Planning et soins dans l'île - L'Infirmière Magazine n° 244 du 01/12/2008 | Espace Infirmier
 

L'Infirmière Magazine n° 244 du 01/12/2008

 

une unité mobile à Madagascar

24 heures avec

À Madagascar, les équipes de l'ONG Marie Stopes International informent et soignent les mères, les adolescentes et les enfants des régions les plus défavorisées.

Antananarivo, quartier d'Avaradoha. Le siège de Marie Stopes International (MSI) surplombe les collines verdoyantes de la capitale malgache.

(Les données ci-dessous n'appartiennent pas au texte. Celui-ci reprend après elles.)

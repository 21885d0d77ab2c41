//! Passes over the catalog.
//!
//! - [`Reconciler`] refreshes listings from their pages (scalar pass and
//!   category pass, run separately)
//! - [`Pruner`] deletes listings that never got an expiry

pub mod prune;
pub mod reconcile;

pub use prune::Pruner;
pub use reconcile::{FailedListing, PassKind, PassReport, Reconciler, DEFAULT_PACING};
//! Extraction output and text normalization.

use serde::{Deserialize, Serialize};

/// Volatile attributes read from a listing's page.
///
/// Every field is independently optional: a field whose element is missing
/// from the page is simply absent.
#[derive(Debug, Clone, Default, PartialEq, Eq, Serialize, Deserialize)]
pub struct ExtractionResult {
    /// Expiration text (e.g. "3 days left at this price!")
    pub expiry: Option<String>,

    /// Discount text (e.g. "85% off")
    pub discount: Option<String>,

    /// Category labels, deduplicated, in page order
    #[serde(default)]
    pub categories: Vec<String>,
}

impl ExtractionResult {
    /// Create an empty result (nothing found).
    pub fn new() -> Self {
        Self::default()
    }

    /// Set the expiry text.
    pub fn with_expiry(mut self, expiry: impl Into<String>) -> Self {
        self.expiry = normalize_text(&expiry.into());
        self
    }

    /// Set the discount text.
    pub fn with_discount(mut self, discount: impl Into<String>) -> Self {
        self.discount = normalize_text(&discount.into());
        self
    }

    /// Set the category labels.
    pub fn with_categories(mut self, categories: impl IntoIterator<Item = impl Into<String>>) -> Self {
        self.categories = normalize_categories(categories.into_iter().map(Into::into));
        self
    }

    /// True when no field was found on the page.
    pub fn is_empty(&self) -> bool {
        self.expiry.is_none() && self.discount.is_none() && self.categories.is_empty()
    }
}

/// Collapse runs of whitespace and trim. Blank text counts as absent.
pub fn normalize_text(raw: &str) -> Option<String> {
    let text = raw.split_whitespace().collect::<Vec<_>>().join(" ");
    if text.is_empty() {
        None
    } else {
        Some(text)
    }
}

/// Normalize category labels, dropping blanks and repeats.
pub fn normalize_categories(raw: impl IntoIterator<Item = String>) -> Vec<String> {
    let mut seen = std::collections::HashSet::new();
    raw.into_iter()
        .filter_map(|label| normalize_text(&label))
        .filter(|label| seen.insert(label.clone()))
        .collect()
}

#[cfg(test)]
mod tests {
    use super::*;
    use proptest::prelude::*;

    #[test]
    fn test_normalize_text() {
        assert_eq!(
            normalize_text("  3 days\n   left at this price! "),
            Some("3 days left at this price!".to_string())
        );
        assert_eq!(normalize_text(" \n\t "), None);
        assert_eq!(normalize_text(""), None);
    }

    #[test]
    fn test_normalize_categories_dedupes_in_order() {
        let labels = vec![
            " Development ".to_string(),
            "Python".to_string(),
            "".to_string(),
            "Development".to_string(),
        ];
        assert_eq!(normalize_categories(labels), vec!["Development", "Python"]);
    }

    #[test]
    fn test_builder_normalizes() {
        let result = ExtractionResult::new()
            .with_expiry("  ")
            .with_discount(" 85%  off ")
            .with_categories(["IT", "IT"]);

        assert_eq!(result.expiry, None);
        assert_eq!(result.discount.as_deref(), Some("85% off"));
        assert_eq!(result.categories, vec!["IT"]);
        assert!(!result.is_empty());
        assert!(ExtractionResult::new().is_empty());
    }

    proptest! {
        #[test]
        fn normalize_text_is_idempotent(raw in "\\PC*") {
            let once = normalize_text(&raw);
            let twice = once.as_deref().and_then(normalize_text);
            prop_assert_eq!(once, twice);
        }

        #[test]
        fn normalized_text_has_no_outer_whitespace(raw in "\\PC*") {
            if let Some(text) = normalize_text(&raw) {
                prop_assert_eq!(text.trim(), text.as_str());
                prop_assert!(!text.contains("  "));
            }
        }

        #[test]
        fn normalized_categories_are_unique(raw in proptest::collection::vec("[a-c ]{0,4}", 0..12)) {
            let labels = normalize_categories(raw);
            let unique: std::collections::HashSet<_> = labels.iter().collect();
            prop_assert_eq!(unique.len(), labels.len());
        }
    }
}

La maternité, tout de bleu vêtue, respire la sérénité... À ses pieds, le parking des 4 x 4, indispensables pour les interventions dans les lieux les plus reculés de la Grande Île dont les routes, à part la mythique RN7 et quelques rares autres, sont dans un état pitoyable. « Marie Stopes » est la seule ONG à aller à la rencontre de la population malgache. Grâce à ses équipes mobiles, elle apporte une réponse au manque criant de soins de la mère et de l'enfant et à la réflexion sur la natalité dans les régions les moins accessibles de cette île grande comme la France. Entre pauvreté et manque d'information, les mères s'approprient ainsi une liberté et une relation apaisée avec leurs enfants.

Pistes défoncées

6 heures du matin, départ de l'une des unités mobiles de l'ONG : la route est longue pour rejoindre Ambohimandroso, au sud de la capitale, dans la région des hauts plateaux. Trois heures sont nécessaires pour voir se profiler le village, isolé au bout d'une mauvaise piste de terre entrecoupée de creux, de bosses et de flaques d'eau de pluie du matin. Les rizières se succèdent de part et d'autre et les silhouettes des paysans forment un magnifique ballet, très organisé. Les habitants savent que l'équipe de MSI arrive : quelques semaines plus tôt, elle s'est rendue sur place pour sensibiliser les femmes au planning familial et aux soins médicaux pour les enfants. Un chauffeur, une animatrice, un médecin et une infirmière sont les quatre piliers de cette unité d'élite.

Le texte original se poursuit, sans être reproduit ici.